**TASK ITEM:** What lines below mention the word "apparent"? Copy each one.

┌─ MATERIAL TO PROCESS

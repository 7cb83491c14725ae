//! The 12 principal solar terms that bound the Saju months.
//!
//! Each term is the instant the Sun's apparent ecliptic longitude crosses a
//! multiple of 30°, with the cycle anchored at 315° (Ipchun, start of
//! spring). The terms partition the ecliptic into the 12 pillar months,
//! starting with the Tiger month at [315°, 345°).

use crate::util::normalize_360;

/// Ecliptic longitude of Ipchun, the start of the term cycle.
pub const TERM_CYCLE_ANCHOR_DEG: f64 = 315.0;

/// Width of one term sector.
pub const TERM_SPAN_DEG: f64 = 30.0;

/// The 12 month-boundary solar terms, in cycle order from Ipchun.
#[derive(Debug, Clone, Copy, PartialEq, Eq, Hash)]
pub enum SolarTerm {
    Ipchun,
    Gyeongchip,
    Cheongmyeong,
    Ipha,
    Mangjong,
    Soseo,
    Ipchu,
    Baengno,
    Hallo,
    Ipdong,
    Daeseol,
    Sohan,
}

/// All 12 terms in cycle order (0 = Ipchun .. 11 = Sohan).
pub const ALL_SOLAR_TERMS: [SolarTerm; 12] = [
    SolarTerm::Ipchun,
    SolarTerm::Gyeongchip,
    SolarTerm::Cheongmyeong,
    SolarTerm::Ipha,
    SolarTerm::Mangjong,
    SolarTerm::Soseo,
    SolarTerm::Ipchu,
    SolarTerm::Baengno,
    SolarTerm::Hallo,
    SolarTerm::Ipdong,
    SolarTerm::Daeseol,
    SolarTerm::Sohan,
];

impl SolarTerm {
    /// 0-based position in the cycle (Ipchun = 0 .. Sohan = 11).
    pub const fn index(self) -> u8 {
        match self {
            Self::Ipchun => 0,
            Self::Gyeongchip => 1,
            Self::Cheongmyeong => 2,
            Self::Ipha => 3,
            Self::Mangjong => 4,
            Self::Soseo => 5,
            Self::Ipchu => 6,
            Self::Baengno => 7,
            Self::Hallo => 8,
            Self::Ipdong => 9,
            Self::Daeseol => 10,
            Self::Sohan => 11,
        }
    }

    /// Term at a cycle position.
    pub fn from_index(idx: u8) -> Option<Self> {
        ALL_SOLAR_TERMS.get(idx as usize).copied()
    }

    /// Target apparent solar longitude of this term's crossing.
    pub fn target_longitude_deg(self) -> f64 {
        normalize_360(TERM_CYCLE_ANCHOR_DEG + TERM_SPAN_DEG * self.index() as f64)
    }

    /// Gregorian month the crossing usually falls in.
    ///
    /// Only used to seed the root-finder's search window; never affects the
    /// solved instant.
    pub const fn seed_month(self) -> u32 {
        match self {
            Self::Ipchun => 2,
            Self::Gyeongchip => 3,
            Self::Cheongmyeong => 4,
            Self::Ipha => 5,
            Self::Mangjong => 6,
            Self::Soseo => 7,
            Self::Ipchu => 8,
            Self::Baengno => 9,
            Self::Hallo => 10,
            Self::Ipdong => 11,
            Self::Daeseol => 12,
            Self::Sohan => 1,
        }
    }

    /// Korean romanized name.
    pub const fn name(self) -> &'static str {
        match self {
            Self::Ipchun => "Ipchun",
            Self::Gyeongchip => "Gyeongchip",
            Self::Cheongmyeong => "Cheongmyeong",
            Self::Ipha => "Ipha",
            Self::Mangjong => "Mangjong",
            Self::Soseo => "Soseo",
            Self::Ipchu => "Ipchu",
            Self::Baengno => "Baengno",
            Self::Hallo => "Hallo",
            Self::Ipdong => "Ipdong",
            Self::Daeseol => "Daeseol",
            Self::Sohan => "Sohan",
        }
    }

    /// Hanja name.
    pub const fn hanja(self) -> &'static str {
        match self {
            Self::Ipchun => "立春",
            Self::Gyeongchip => "驚蟄",
            Self::Cheongmyeong => "清明",
            Self::Ipha => "立夏",
            Self::Mangjong => "芒種",
            Self::Soseo => "小暑",
            Self::Ipchu => "立秋",
            Self::Baengno => "白露",
            Self::Hallo => "寒露",
            Self::Ipdong => "立冬",
            Self::Daeseol => "大雪",
            Self::Sohan => "小寒",
        }
    }
}

/// Which 30° term sector a solar longitude falls in (0 = Tiger month).
///
/// A direct bucket of a continuous value: the sector starting exactly at a
/// boundary belongs to that boundary's term.
pub fn term_bin_from_longitude(lon_deg: f64) -> u8 {
    let offset = normalize_360(lon_deg - TERM_CYCLE_ANCHOR_DEG);
    let bin = (offset / TERM_SPAN_DEG).floor() as u8;
    bin.min(11)
}
//! Julian Date ↔ Gregorian calendar conversions.
//!
//! Proleptic Gregorian throughout: months 1-2 are treated as months 13/14
//! of the previous year and the century correction is always applied.
//! No leap-second awareness; the fractional day carries time-of-day.

/// Julian Date of the J2000.0 epoch (2000-Jan-01 12:00).
pub const J2000_JD: f64 = 2_451_545.0;

/// Seconds in one day.
pub const SECONDS_PER_DAY: f64 = 86_400.0;

/// Convert a Gregorian calendar date to Julian Date.
///
/// `day_frac` is the day of month plus the time-of-day fraction
/// (e.g. 15.5 for the 15th at 12:00).
pub fn calendar_to_jd(year: i32, month: u32, day_frac: f64) -> f64 {
    let (y, m) = if month <= 2 {
        (year as f64 - 1.0, month as f64 + 12.0)
    } else {
        (year as f64, month as f64)
    };
    let a = (y / 100.0).floor();
    let b = 2.0 - a + (a / 4.0).floor();

    (365.25 * (y + 4716.0)).floor() + (30.6001 * (m + 1.0)).floor() + day_frac + b - 1524.5
}

/// Convert a Julian Date back to a Gregorian calendar date.
///
/// Returns `(year, month, day_frac)` where `day_frac` carries the
/// time-of-day fraction. Inverse of [`calendar_to_jd`] to within
/// floating-point rounding.
pub fn jd_to_calendar(jd: f64) -> (i32, u32, f64) {
    let jd = jd + 0.5;
    let z = jd.floor();
    let f = jd - z;

    let a = if z < 2_299_161.0 {
        z
    } else {
        let alpha = ((z - 1_867_216.25) / 36_524.25).floor();
        z + 1.0 + alpha - (alpha / 4.0).floor()
    };
    let b = a + 1524.0;
    let c = ((b - 122.1) / 365.25).floor();
    let d = (365.25 * c).floor();
    let e = ((b - d) / 30.6001).floor();

    let day_frac = b - d - (30.6001 * e).floor() + f;
    let month = if e < 14.0 { e - 1.0 } else { e - 13.0 };
    let year = if month > 2.0 { c - 4716.0 } else { c - 4715.0 };

    (year as i32, month as u32, day_frac)
}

└─

**OUTPUT:**
//! Each term is the instant the Sun's apparent ecliptic longitude crosses a
    /// Target apparent solar longitude of this term's crossing.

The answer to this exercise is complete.